Je vous souhaite une bonne fin de journée, Made du haut,
Merci à toute l’équipe de Jupiter pour vos sourires et ces rires qui nous font tant de bien en ces temps incertains !

Grand respect pour Mme Sallenave et pourtant… Quelle drôle de polémique relancée autour de l’assassinat de Samuel Paty, UN il était considéré, par les élèves comme un super prof, DEUX la jeune fille par qui le crime est arrivé n’était pas en cours le jour où.
Je pense que les élèves de 11, 12, 13, 14 ans sont en capacité de comprendre les caricatures et que ces élèves-là avaient la chance d’avoir un prof qui justement leur expliquait mais en plus il leur donnait la possibilité de s’exprimer sur le sujet dans un cadre. Ce n’est pas ça l’éducation ?


 

Danièle Sallenave a raison

Je suis enseignante en élémentaire et j’ai été très heureuse d’avoir ‘entendu les propos de Mme Sallenave sur le discernement à avoir quant aux contenus que nous montrons à nos élèves, en fonction de leur âge. Merci à Mme Sallenave d’avoir pu aborder ce délicat sujet de la responsabilité de l’Enseignant. Je partage totalement son point de vue. J’ai été moi-même très surprise voire choquée que la caricature de Coco ait été montrée à des collégiens. Bien sûr cela ne déculpabilise en rien les actes odieux commis par la suite. Il y a mille façons d’aborder des thèmes sensibles et nous devons y réfléchir de la façon la plus pertinente et adaptée à l’âge et la maturité de nos élèves.
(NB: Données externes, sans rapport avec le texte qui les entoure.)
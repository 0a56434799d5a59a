//! Shared domain enums, stored as PostgreSQL enum types

use serde::{Deserialize, Serialize};
use utoipa::ToSchema;

use super::lifecycle::Lifecycle;

// ---------------------------------------------------------------------------
// Location
// ---------------------------------------------------------------------------

/// Administrative site; every admin manages exactly one
#[derive(Debug, Clone, Copy, PartialEq, Eq, Hash, Serialize, Deserialize, ToSchema, sqlx::Type)]
#[sqlx(type_name = "location", rename_all = "snake_case")]
pub enum Location {
    HaNoi,
    HoChiMinh,
    DaNang,
}

impl std::fmt::Display for Location {
    fn fmt(&self, f: &mut std::fmt::Formatter<'_>) -> std::fmt::Result {
        let label = match self {
            Location::HaNoi => "Ha Noi",
            Location::HoChiMinh => "Ho Chi Minh",
            Location::DaNang => "Da Nang",
        };
        write!(f, "{}", label)
    }
}

// ---------------------------------------------------------------------------
// Gender / Role
// ---------------------------------------------------------------------------

#[derive(Debug, Clone, Copy, Default, PartialEq, Eq, Serialize, Deserialize, ToSchema, sqlx::Type)]
#[sqlx(type_name = "gender", rename_all = "snake_case")]
pub enum Gender {
    #[default]
    Unknown,
    Male,
    Female,
}

#[derive(Debug, Clone, Copy, Default, PartialEq, Eq, Serialize, Deserialize, ToSchema, sqlx::Type)]
#[sqlx(type_name = "user_role", rename_all = "snake_case")]
pub enum Role {
    Admin,
    #[default]
    Staff,
}

// ---------------------------------------------------------------------------
// AssetState
// ---------------------------------------------------------------------------

/// Physical availability of an asset; `Available <-> Assigned` is driven by assignments
#[derive(Debug, Clone, Copy, Default, PartialEq, Eq, Serialize, Deserialize, ToSchema, sqlx::Type)]
#[sqlx(type_name = "asset_state", rename_all = "snake_case")]
pub enum AssetState {
    #[default]
    Available,
    Assigned,
    NotAvailable,
    WaitingForRecycling,
    Recycled,
}

// ---------------------------------------------------------------------------
// AssignmentState
// ---------------------------------------------------------------------------

#[derive(Debug, Clone, Copy, Default, PartialEq, Eq, Serialize, Deserialize, ToSchema, sqlx::Type)]
#[sqlx(type_name = "assignment_state", rename_all = "snake_case")]
pub enum AssignmentState {
    #[default]
    WaitingForAcceptance,
    Accepted,
    Declined,
}

impl Lifecycle for AssignmentState {
    const TRANSITIONS: &'static [(Self, Self)] = &[
        (AssignmentState::WaitingForAcceptance, AssignmentState::Accepted),
        (AssignmentState::WaitingForAcceptance, AssignmentState::Declined),
    ];
}

impl std::fmt::Display for AssignmentState {
    fn fmt(&self, f: &mut std::fmt::Formatter<'_>) -> std::fmt::Result {
        let label = match self {
            AssignmentState::WaitingForAcceptance => "Waiting for acceptance",
            AssignmentState::Accepted => "Accepted",
            AssignmentState::Declined => "Declined",
        };
        write!(f, "{}", label)
    }
}

// ---------------------------------------------------------------------------
// ReturnRequestState
// ---------------------------------------------------------------------------

#[derive(Debug, Clone, Copy, Default, PartialEq, Eq, Serialize, Deserialize, ToSchema, sqlx::Type)]
#[sqlx(type_name = "return_request_state", rename_all = "snake_case")]
pub enum ReturnRequestState {
    #[default]
    WaitingForReturning,
    Completed,
    Rejected,
}

impl Lifecycle for ReturnRequestState {
    const TRANSITIONS: &'static [(Self, Self)] = &[
        (ReturnRequestState::WaitingForReturning, ReturnRequestState::Completed),
        (ReturnRequestState::WaitingForReturning, ReturnRequestState::Rejected),
    ];
}

impl std::fmt::Display for ReturnRequestState {
    fn fmt(&self, f: &mut std::fmt::Formatter<'_>) -> std::fmt::Result {
        let label = match self {
            ReturnRequestState::WaitingForReturning => "Waiting for returning",
            ReturnRequestState::Completed => "Completed",
            ReturnRequestState::Rejected => "Rejected",
        };
        write!(f, "{}", label)
    }
}

#[cfg(test)]
mod tests {
    use super::*;

    #[test]
    fn assignment_terminal_states() {
        assert!(!AssignmentState::WaitingForAcceptance.is_terminal());
        assert!(AssignmentState::Accepted.is_terminal());
        assert!(AssignmentState::Declined.is_terminal());
    }

    #[test]
    fn assignment_transitions() {
        use AssignmentState::*;
        assert!(WaitingForAcceptance.can_transition_to(Accepted));
        assert!(WaitingForAcceptance.can_transition_to(Declined));
        assert!(!WaitingForAcceptance.can_transition_to(WaitingForAcceptance));
        for terminal in [Accepted, Declined] {
            for next in [WaitingForAcceptance, Accepted, Declined] {
                assert!(!terminal.can_transition_to(next));
            }
        }
    }

    #[test]
    fn return_request_transitions() {
        use ReturnRequestState::*;
        assert!(WaitingForReturning.can_transition_to(Completed));
        assert!(WaitingForReturning.can_transition_to(Rejected));
        assert!(!Completed.can_transition_to(Rejected));
        assert!(!Rejected.can_transition_to(Completed));
        assert!(Completed.is_terminal());
        assert!(Rejected.is_terminal());
    }

    #[test]
    fn initial_states() {
        assert_eq!(AssignmentState::default(), AssignmentState::WaitingForAcceptance);
        assert_eq!(ReturnRequestState::default(), ReturnRequestState::WaitingForReturning);
    }
}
Pour avoir enseigné à des jeunes migrants au moment des attentats j’ai choisi le dialogue plutôt que d’imposer des images choquantes pour certains. Ça n’a rien à voir avec la liberté d’expression des caricaturistes mais avec la récupération pseudo « républicaine » au point de vouloir imposer ces caricatures aux profs comme base pédagogique aux élèves, de façon très autoritaire. Est ce qu’on impose aux élèves catho des caricatures de curé pédophiles ? Donc vous n’êtes pas seule Danièle !

Cher Guillaume, j’aime bien votre esprit frondeur … mais là : Non ! Daniele Sallenave parle de matériel pédagogique. S’abonne à Charlie qui veut, l’achète qui veut. Mais pourquoi le mettre sous le nez d’enfants qui n’ont pas encore les outils intellectuels pour juger du second degré de ce genre de littérature. Sinon, au nom de la liberté d’expression, pourquoi ne pas utiliser Minute (est-ce que ce torchon existe encore ?) ou les interventions d’Éric Zemmour ? N’oublions pas que lorsqu’ils quittent l’école le soir, les enfants entendent un autre discours : celui des parents qui compte quelquefois plus à leurs yeux que celui de leurs enseignants. Je rejoins Mme Sallenave: montrer les couilles de Mohammed n’a rien d’éducatif … Allez Guillaume, fais-nous rire avec tes micros-trottoirs.
PS – Comment choisissiez-vous vos « intervenants » ? Est-ce que vous lancez un appel : « Y a-t-il des cons ici ? » Ils sont nombreux à lever le doigt : « Moi m’sieur, moi ! »

Danielle Sallenave à raison de poser la question à débattre. Il ne faut pas caricaturer sa position. Comme sa position sur les gilets jaunes. Un des fidèles de votre émission que j’apprécie beaucoup.